Back in 2018, Merge Records put out a 12” by the enigmatic Jade Hairpins; a record and act no-one knew much about and the label were tight lipped about the music’s origin. Around the same time, Fucked Up released their new album, the sprawling opus ‘Dose Your Dreams’. On the surface there’s little connection between the two parties; Fucked Up trade in the most epic hardcore punk, that’s spliced together with all manner of disparate genres, while Jade Hairpins straddle the line between post-punk and awkward punk-funk-indie-disco a la LCD Soundsystem and New Order. Over time and now with an LP in the bag, Jade Hairpins step out of the shadows to reveal themselves as Jonah Falco and Mike Haliechuk, the drummer and songwriter/guitarist, respectively, of Fucked Up. The pair’s debut LP ‘Harmony Avenue’ was initially billed as a supplement, a spin-off in TV show terms, to ‘Dose Your Dreams’. Rather than a ‘brother from another mother’, ‘Harmony Avenue’ is the quirky, skinny trench coat wearing cousin to ‘Dose Your Dreams’ brutal yet eclectic cargo short wearing hardcore.

The duality of the two records is fairly apparent but if you can feel the ambition and boundaryless frontier in ‘Harmony Avenue’, it’s the same spirit and energy that populates Fucked Up record, in the way it wiggles and writhes through plug in ‘n’ play garage rock, and when it journeys off into Hacienda-esque electro.

Falco and Haliechunk kick off ‘Harmony Avenue’ with a cheeky curve ball; ‘J Terrapin’ is a rollicking slice of garage rock with some jaunty rock ‘n’ roll piano thrown in for good measure.
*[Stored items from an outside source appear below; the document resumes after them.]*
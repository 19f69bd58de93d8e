//! Match result and standings
//!
//! Computes the standings table for a finished (or in-progress) match.

use serde::{Deserialize, Serialize};

use crate::game::round::RoundManager;
use crate::game::state::{Actor, ActorId, RoundPhase};

/// Match result information
#[derive(Debug, Clone, PartialEq, Serialize, Deserialize)]
pub struct MatchResult {
    /// Set only once the match has ended
    pub winner: Option<ActorId>,
    pub standings: Vec<Standing>,
    pub rounds_played: u32,
    pub complete: bool,
}

/// One actor's line in the standings
#[derive(Debug, Clone, PartialEq, Serialize, Deserialize)]
pub struct Standing {
    pub actor: ActorId,
    pub rank: u32,
    pub wins: u32,
    pub alive: bool,
}

/// Rank actors by wins, then survival, then id
pub fn determine_result(actors: &[Actor], round: &RoundManager) -> MatchResult {
    let mut standings: Vec<Standing> = actors
        .iter()
        .map(|a| Standing {
            actor: a.id,
            rank: 0,
            wins: a.wins,
            alive: a.alive,
        })
        .collect();

    // Sort by: wins (desc), alive (desc), id (asc)
    standings.sort_by(|a, b| {
        b.wins
            .cmp(&a.wins)
            .then_with(|| b.alive.cmp(&a.alive))
            .then_with(|| a.actor.cmp(&b.actor))
    });

    for (i, standing) in standings.iter_mut().enumerate() {
        standing.rank = (i + 1) as u32;
    }

    let rounds_played = match round.phase() {
        RoundPhase::Playing => round.current_round().saturating_sub(1),
        _ => round.current_round(),
    };

    MatchResult {
        winner: round.winner(),
        standings,
        rounds_played,
        complete: round.phase() == RoundPhase::MatchEnd,
    }
}

#[cfg(test)]
mod tests {
    use super::*;
    use crate::config::PhysicsConfig;
    use crate::util::vec2::Vec2;

    fn create_actor(id: u8, wins: u32, alive: bool) -> Actor {
        let mut a = Actor::new(ActorId(id), Vec2::ZERO, &PhysicsConfig::default());
        a.wins = wins;
        if !alive {
            a.eliminate(0.0);
        }
        a
    }

    #[test]
    fn test_ranking_order() {
        let actors = vec![
            create_actor(0, 1, false),
            create_actor(1, 2, false),
            create_actor(2, 1, true),
            create_actor(3, 0, true),
        ];

        let result = determine_result(&actors, &RoundManager::new());

        let order: Vec<ActorId> = result.standings.iter().map(|s| s.actor).collect();
        assert_eq!(order, vec![ActorId(1), ActorId(2), ActorId(0), ActorId(3)]);
        assert_eq!(result.standings[0].rank, 1);
        assert_eq!(result.standings[3].rank, 4);
    }

    #[test]
    fn test_ties_break_by_id() {
        let actors = vec![create_actor(2, 1, true), create_actor(0, 1, true)];
        let result = determine_result(&actors, &RoundManager::new());
        assert_eq!(result.standings[0].actor, ActorId(0));
    }

    #[test]
    fn test_unfinished_match_has_no_winner() {
        let actors = vec![create_actor(0, 2, true), create_actor(1, 0, true)];
        let result = determine_result(&actors, &RoundManager::new());
        assert!(result.winner.is_none());
        assert!(!result.complete);
        assert_eq!(result.rounds_played, 0);
    }
}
First impressions are; this is going to be a straight up, rough ‘n’ ready rock ‘n’ roll stomper. Then! ‘(Don’t Break My) Devotion’ comes bounding in, like a tag team between LCD Soundsystem and Soulwax, with its squelching electronics and thumping beats. A bit like the James Murphy fronted gang, this track gives off a ‘Dance Yrself Clean’ vibe, even down to the cathartic call to arms “at the edge of the city it’s ok to scream”. From here on in; the lines are blurred between hedonistic dance music and the rambunctious, grubby appeal of a rock band. ‘Father Coin’ gnaws its way through dreamy Beach Boys like pop but the free-spirited images are closely stalked by a looming malevolence, like the surf is a bit too choppy for surfing today. ‘Post No Bill’ throbs and jerks with a Talking Heads disco-punk oddball nature, one that’s anchored by impulsive desire, which is typified by the “if it feels good I will” coda. ‘Dolly Dream’ explores Falco and Mike Haliechuk’s kitsch post-punk fascination; with the likes of Orange Juice and Television springing to mind. The song’s lyrics veer away from the album’s abstract stream of consciousness direction for something more transparent as Haliechunk ponders “I can’t ask the question if I’m afraid of the answer”. ‘Truth Like a Mirage’ combines the pair’s love of post-punk and electro, as the song squirms with a slippery appeal, like playing catch with a bar of soap. ‘Harmony Avenue’ is brought to a close by the devilishly hedonistic stomp of ‘Motherman’; those LCD vs New Order influences come out swinging with glow sticks and toy whistles, as the song is awash with farty electro squelches and a beat that’s like running on the spot. The lyrics take on a meditative manner, with Mike Haliechuk uttering “I saw a light in the sky/that was mine/it told me to listen/it told me to shine”.

Regardless of the connection with their day job, Jade Hairpins easily stands up as a project in its own right rather than a bit of fun on the side.